The dates were sometimes adjusted to avoid conflicts with certain events. In 1997, the DST starting date was set to a Monday due to the Pope's mass on Sunday during his visit to Brazil. In 2002, 2004 and 2006, the starting date was postponed to the first Sunday or holiday in November due to elections in October and technical difficulties in adjusting the internal clocks of electronic voting machines. In 2007, the DST ending date was postponed to the Sunday after carnival due to the expected economic benefits of observing DST during that holiday.

In 2008, a decree finally fixed the DST schedule for future years, starting on the third Sunday in October and ending on the third Sunday in February, with an exception for postponing the ending date to the following Sunday if the date would otherwise fall on carnival, which occurred in 2012 and 2015.
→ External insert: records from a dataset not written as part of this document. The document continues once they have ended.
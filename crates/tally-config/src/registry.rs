//! File-backed tenant directory.
//!
//! The registry is read once when the directory is opened and kept in memory;
//! every mutation is written straight back to disk before it is acknowledged.

use std::{
    path::{Path, PathBuf},
    sync::RwLock,
};

use tally_core::{storage::TenantDirectory, CoreError};
use tally_domain::Tenant;

use crate::{
    manager::{load_registry, save_registry},
    ConfigError, TenantRecord, TenantRegistry,
};

#[derive(Debug)]
pub struct JsonTenantDirectory {
    path: PathBuf,
    registry: RwLock<TenantRegistry>,
}

impl JsonTenantDirectory {
    pub fn open(path: PathBuf) -> Result<Self, ConfigError> {
        let registry = load_registry(&path)?;
        tracing::debug!(
            path = %path.display(),
            tenants = registry.tenants.len(),
            "loaded tenant registry"
        );
        Ok(Self {
            path,
            registry: RwLock::new(registry),
        })
    }

    pub fn path(&self) -> &Path {
        &self.path
    }

    /// Applies `change` to a copy of the registry, persists it, then publishes it.
    fn write_through(
        &self,
        change: impl FnOnce(&mut TenantRegistry) -> Result<(), CoreError>,
    ) -> Result<(), CoreError> {
        let mut guard = self.registry.write().map_err(|_| poisoned())?;
        let mut next = guard.clone();
        change(&mut next)?;
        save_registry(&self.path, &next).map_err(into_core)?;
        *guard = next;
        Ok(())
    }
}

impl TenantDirectory for JsonTenantDirectory {
    fn lookup(&self, id: &str) -> Result<Option<Tenant>, CoreError> {
        let guard = self.registry.read().map_err(|_| poisoned())?;
        Ok(guard.get(id))
    }

    fn tenant_ids(&self) -> Result<Vec<String>, CoreError> {
        let guard = self.registry.read().map_err(|_| poisoned())?;
        Ok(guard.ids())
    }

    fn insert(&self, tenant: Tenant) -> Result<(), CoreError> {
        self.write_through(|registry| {
            if registry.tenants.contains_key(&tenant.id) {
                return Err(CoreError::TenantExists(tenant.id.clone()));
            }
            let id = tenant.id.clone();
            registry.tenants.insert(id, TenantRecord::from(tenant));
            Ok(())
        })
    }

    fn set_password_hash(&self, id: &str, password_hash: String) -> Result<(), CoreError> {
        self.write_through(|registry| {
            let record = registry
                .tenants
                .get_mut(id)
                .ok_or_else(|| CoreError::TenantNotFound(id.to_string()))?;
            record.password_hash = password_hash;
            Ok(())
        })
    }
}

fn poisoned() -> CoreError {
    CoreError::Storage("tenant registry lock poisoned".into())
}

fn into_core(err: ConfigError) -> CoreError {
    match err {
        ConfigError::Io(io) => CoreError::Io(io),
        ConfigError::Serde(message) => CoreError::Storage(message),
    }
}
use std::fs;

use tally_config::{Config, ConfigManager, JsonTenantDirectory};
use tally_core::{hash_password, storage::TenantDirectory, CoreError};
use tally_domain::{Locale, Tenant, Tier};
use tempfile::tempdir;

#[test]
fn default_config_has_non_empty_fields() {
    let cfg = Config::default();

    assert_eq!(cfg.locale(), Locale::Ar);
    assert_eq!(cfg.recent_limit, 10);
}

#[test]
fn config_manager_persists_and_loads_config() {
    let dir = tempdir().expect("tempdir");
    let manager = ConfigManager::with_base_dir(dir.path().to_path_buf()).expect("manager");

    let mut cfg = Config::default();
    cfg.locale = "en".to_string();
    cfg.recent_limit = 5;

    manager.save(&cfg).expect("save config");
    let loaded = manager.load().expect("load config");

    assert_eq!(loaded.locale(), Locale::En);
    assert_eq!(loaded.recent_limit, 5);
    assert!(!manager.config_path().with_extension("json.tmp").exists());
}

#[test]
fn ledger_root_defaults_under_base_dir() {
    let dir = tempdir().expect("tempdir");
    let manager = ConfigManager::with_base_dir(dir.path().to_path_buf()).expect("manager");

    let mut cfg = Config::default();
    assert_eq!(manager.ledger_root(&cfg), dir.path().join("data"));

    cfg.ledger_root = Some("ledgers".into());
    assert_eq!(manager.ledger_root(&cfg), dir.path().join("ledgers"));
}

#[test]
fn registry_accepts_legacy_plan_key_and_unknown_tiers() {
    let dir = tempdir().expect("tempdir");
    let manager = ConfigManager::with_base_dir(dir.path().to_path_buf()).expect("manager");
    fs::write(
        manager.tenants_path(),
        r#"{"tenants": {
            "cafe1": {"password_hash": "x", "ledger": "data_cafe1", "plan": "platinum"},
            "cafe3": {"password_hash": "y", "tier": "diamond"}
        }}"#,
    )
    .unwrap();

    let registry = manager.load_registry().expect("load registry");
    let cafe1 = registry.get("cafe1").expect("cafe1");
    assert_eq!(cafe1.tier, Tier::Platinum);
    assert_eq!(cafe1.ledger, "data_cafe1");
    let cafe3 = registry.get("cafe3").expect("cafe3");
    assert_eq!(cafe3.tier, Tier::Other("diamond".into()));
    assert_eq!(cafe3.ledger, "cafe3");
}

#[test]
fn json_directory_writes_through_on_rotation() {
    let dir = tempdir().expect("tempdir");
    let manager = ConfigManager::with_base_dir(dir.path().to_path_buf()).expect("manager");
    let directory =
        JsonTenantDirectory::open(manager.tenants_path().to_path_buf()).expect("open directory");

    directory
        .insert(Tenant::new("cafe2", hash_password("1234").unwrap(), Tier::Basic))
        .expect("insert");
    assert!(matches!(
        directory.insert(Tenant::new("cafe2", "other", Tier::Gold)),
        Err(CoreError::TenantExists(_))
    ));

    directory
        .set_password_hash("cafe2", "rotated".into())
        .expect("rotate");
    assert!(matches!(
        directory.set_password_hash("ghost", "x".into()),
        Err(CoreError::TenantNotFound(_))
    ));

    let reopened =
        JsonTenantDirectory::open(manager.tenants_path().to_path_buf()).expect("reopen directory");
    let tenant = reopened.lookup("cafe2").unwrap().expect("tenant persisted");
    assert_eq!(tenant.password_hash, "rotated");
    assert_eq!(tenant.tier, Tier::Basic);
    assert_eq!(reopened.tenant_ids().unwrap(), vec!["cafe2".to_string()]);
}
use chrono::{Local, NaiveDateTime};

use tally_core::Clock;

/// Real-time clock backed by the machine's local time zone.
#[derive(Debug, Default, Clone, Copy)]
pub struct SystemClock;

impl Clock for SystemClock {
    fn now(&self) -> NaiveDateTime {
        Local::now().naive_local()
    }
}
In 2018, the starting date was changed to the first Sunday in November to avoid interfering with elections in October. This time there was no technical difficulty, but a desire to shorten the difference in poll closing times between regions with and without DST. Although it was a permanent change to the DST schedule, it was only observed that year as Brazil abolished DST altogether in 2019.

Time changes were almost always done at midnight. The time was advanced from 00:00 to 01:00 on the DST starting date and reduced from 00:00 on the ending date to 23:00 of the previous day. Exceptions were the first DST starting time in 1931 (11:00) and the ending times in 1950 and 1966 (01:00).

==Regional application==

Historical observance of daylight saving time in Brazil by state (lighter shades mean more years)

Until 1988, in every year that DST was observed it applied to whole country. In 1963 the Southeast region started DST earlier than the rest of the country.

From 1988, DST was typically limited to the South, Southeast and Central-West regions, and was occasionally extended to some other states such as Bahia and Tocantins. In 2000, DST was extended to all states in the Northeast region but was quickly canceled in most of them due to strong local opposition.